The Guardian, with this caption and photo coupling/rift, becomes, for a brief moment, something like Eisenstein with his sharpest of idiosyncratic cuttings.  The screenplay:

[Intertitle: The country postponed national parliamentary elections after voting materials failed to arrive in many areas]
Shot: An explosion of oil gushes like a black milk separator.  The plenitude is not gathered.  A figure in red stands beneath a stormy sky.  It is unclear whether or not the small circular ripples in the pool are from rain or from the crude.

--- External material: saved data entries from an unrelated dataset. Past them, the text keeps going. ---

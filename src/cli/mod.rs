pub mod actions;

use clap::{Arg, ArgAction, ArgMatches, Command};

/// Build the command-line interface.
pub fn build_command() -> Command {
    Command::new("map-tester")
        .about("Send sensor test lines over UDP or a serial port")
        .version(env!("CARGO_PKG_VERSION"))
        .arg(
            Arg::new("config")
                .long("config")
                .short('c')
                .value_name("FILE")
                .help("Sensor settings INI file (default: <desktop>/test.ini)"),
        )
        .arg(
            Arg::new("log-file")
                .long("log-file")
                .value_name("FILE")
                .help("Write logs to this file"),
        )
        .arg(
            Arg::new("list-ports")
                .long("list-ports")
                .help("List detected serial ports and exit")
                .action(ArgAction::SetTrue),
        )
        .arg(
            Arg::new("list-sensors")
                .long("list-sensors")
                .help("List configured sensor ids and exit")
                .action(ArgAction::SetTrue),
        )
        .arg(
            Arg::new("ip")
                .long("ip")
                .value_name("IP")
                .help("UDP target address for a headless send")
                .requires("port")
                .conflicts_with("serial"),
        )
        .arg(
            Arg::new("port")
                .long("port")
                .short('p')
                .value_name("PORT")
                .help("UDP target port (1-65535)")
                .requires("ip"),
        )
        .arg(
            Arg::new("serial")
                .long("serial")
                .short('s')
                .value_name("NAME")
                .help("Serial port name for a headless send"),
        )
        .arg(
            Arg::new("baud")
                .long("baud")
                .short('b')
                .value_name("RATE")
                .help("Serial baud rate: 9600, 19200, 38400, 57600 or 115200 [default: 9600]")
                .requires("serial"),
        )
        .arg(
            Arg::new("sensor")
                .long("sensor")
                .value_name("ID")
                .help("Sensor id to send; runs headless instead of the TUI")
                .allow_negative_numbers(true)
                .value_parser(clap::value_parser!(i32))
                .requires("state"),
        )
        .arg(
            Arg::new("state")
                .long("state")
                .value_name("STATE")
                .help("Sensor state: walking, car, digging, on, off (or code 1-5)")
                .requires("sensor"),
        )
}

/// Parse command-line arguments, returning ArgMatches
pub fn parse_args() -> ArgMatches {
    build_command().get_matches()
}
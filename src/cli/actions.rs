use anyhow::{anyhow, Result};
use clap::ArgMatches;

use crate::{
    config::SensorSettings,
    protocol::{
        payload::Payload,
        sensor::{SensorId, SensorState},
        session::{SendOutcome, Session},
        transport::{BaudRate, Endpoint},
    },
    utils::ports::enumerate_ports,
};

/// Handle the one-shot flags. Returns `Ok(true)` if the process should exit
/// without starting the TUI.
pub fn run_one_shot_actions(matches: &ArgMatches, settings: &SensorSettings) -> Result<bool> {
    if matches.get_flag("list-ports") {
        list_ports();
        return Ok(true);
    }

    if matches.get_flag("list-sensors") {
        list_sensors(settings);
        return Ok(true);
    }

    if matches.contains_id("sensor") {
        run_headless(matches, settings)?;
        return Ok(true);
    }

    Ok(false)
}

pub fn list_ports() {
    let ports = enumerate_ports();
    if ports.is_empty() {
        eprintln!("No serial ports detected");
        return;
    }
    for (name, kind) in ports {
        println!("{name}\t{kind}");
    }
}

pub fn list_sensors(settings: &SensorSettings) {
    if let Some(path) = &settings.source {
        log::info!("Sensor ids read from {}", path.display());
    }
    for id in &settings.sensor_ids {
        println!("{id}");
    }
}

/// Build the endpoint from `--ip/--port` or `--serial/--baud`.
pub fn endpoint_from_matches(matches: &ArgMatches) -> Result<Endpoint> {
    if let Some(ip) = matches.get_one::<String>("ip") {
        let port = matches
            .get_one::<String>("port")
            .map(String::as_str)
            .unwrap_or_default();
        return Endpoint::udp_from_input(ip, port);
    }

    if let Some(port_name) = matches.get_one::<String>("serial") {
        let baud = matches
            .get_one::<String>("baud")
            .map(String::as_str)
            .unwrap_or("9600");
        return Ok(Endpoint::Serial {
            port_name: port_name.trim().to_string(),
            baud: BaudRate::from_input(baud),
        });
    }

    Err(anyhow!(
        "No transport selected: pass --ip and --port, or --serial"
    ))
}

/// Connect, send one line, disconnect.
pub fn send_once(endpoint: &Endpoint, sensor_id: SensorId, state: SensorState) -> Result<usize> {
    let mut session = Session::new();
    session.connect(endpoint)?;

    let payload = Payload::new(sensor_id, state);
    let outcome = session.send(&payload);
    session.disconnect();

    match outcome? {
        SendOutcome::Sent { bytes } => Ok(bytes),
        SendOutcome::Skipped => Err(anyhow!("Not connected, nothing was sent")),
    }
}

pub fn run_headless(matches: &ArgMatches, settings: &SensorSettings) -> Result<()> {
    let sensor_id = *matches
        .get_one::<SensorId>("sensor")
        .ok_or_else(|| anyhow!("--sensor is required"))?;
    let state_text = matches
        .get_one::<String>("state")
        .ok_or_else(|| anyhow!("--state is required"))?;
    let state = SensorState::parse_selectable(state_text)?;

    if settings.source.is_some() && !settings.sensor_ids.contains(&sensor_id) {
        log::warn!("Sensor {sensor_id} is not listed in the settings file, sending anyway");
    }

    let endpoint = endpoint_from_matches(matches)?;
    let bytes = send_once(&endpoint, sensor_id, state)?;
    println!("Sent {sensor_id},{} to {endpoint} ({bytes} bytes)", state.code());
    Ok(())
}

#[cfg(test)]
mod tests {
    use super::*;
    use crate::cli::build_command;
    use std::{net::UdpSocket, time::Duration};

    fn matches(args: &[&str]) -> ArgMatches {
        let mut argv = vec!["map-tester"];
        argv.extend_from_slice(args);
        build_command().try_get_matches_from(argv).unwrap()
    }

    #[test]
    fn test_endpoint_from_serial_args_falls_back_to_9600() {
        let m = matches(&["--serial", "/dev/ttyUSB0", "--baud", "14400"]);
        let ep = endpoint_from_matches(&m).unwrap();
        assert_eq!(
            ep,
            Endpoint::Serial {
                port_name: "/dev/ttyUSB0".to_string(),
                baud: BaudRate::B9600
            }
        );

        let m = matches(&["--serial", "COM3"]);
        assert_eq!(
            endpoint_from_matches(&m).unwrap().to_string(),
            "COM3 @ 9600"
        );
    }

    #[test]
    fn test_endpoint_requires_a_transport() {
        let m = matches(&["--sensor", "1", "--state", "on"]);
        assert!(endpoint_from_matches(&m).is_err());
        assert!(run_headless(&m, &SensorSettings::default()).is_err());
    }

    #[test]
    fn test_headless_rejects_unselectable_state() {
        let m = matches(&[
            "--ip", "127.0.0.1", "--port", "5000", "--sensor", "1", "--state", "alarm",
        ]);
        assert!(run_headless(&m, &SensorSettings::default()).is_err());
    }

    #[test]
    fn test_send_once_over_udp() {
        let receiver = UdpSocket::bind("127.0.0.1:0").unwrap();
        receiver
            .set_read_timeout(Some(Duration::from_secs(2)))
            .unwrap();
        let port = receiver.local_addr().unwrap().port().to_string();

        let endpoint = Endpoint::udp_from_input("127.0.0.1", &port).unwrap();
        let bytes = send_once(&endpoint, 12, SensorState::Digging).unwrap();
        assert_eq!(bytes, 5);

        let mut buf = [0u8; 64];
        let (n, _) = receiver.recv_from(&mut buf).unwrap();
        assert_eq!(&buf[..n], b"12,3\n");
    }
}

That link - failed projects of "democratization" and oil sprouting and falling - is on the order of that elusive intellectual montage of which Eisenstein wrote, because it routes its sense not just between any two at hand (shot 1/shot 2, or shot 1/evoked concept) or even through the gathered energy of the preceding sequence, but through a world order as such.  Through the historically particular situation in which one can not only make sense of that linkage between elections delayed-oil bubbling in place, but in which one cannot choose otherwise, as it is not a link of speculation.  It is the order of our day, it does not arrive in time yet it does not close.  It's the growing dread that despite the talk of the unmappable tangle of capital's totality, what montage may mean now is simply a camera that rests in place, at most turning slowly on its tripod, and that needs no cuts to bring together the incompatible, just a stare long enough to watch the contradictions bubble and belch and fall before it, senseless.

And whether or not this will be intelligible is a problem addressed to another order of montage, one called lower, one called earlier in the progression, one known in the guts.  For like all industries, the development of cinema was never a one-way street, and a shock to thought and sensation, if real, will not be registered in either the mind or the body alone, not in the spurring to reflection or in the palpation of the heart.  It's in the faulty wiring between the two, the lost microseconds of transition, that seasickness.  A film that can bind together voting materials and the gusher will hit us between the spirit and the gray matter, and it will get us in the neck.  A dull whiplash, we've grown accustomed.  But still...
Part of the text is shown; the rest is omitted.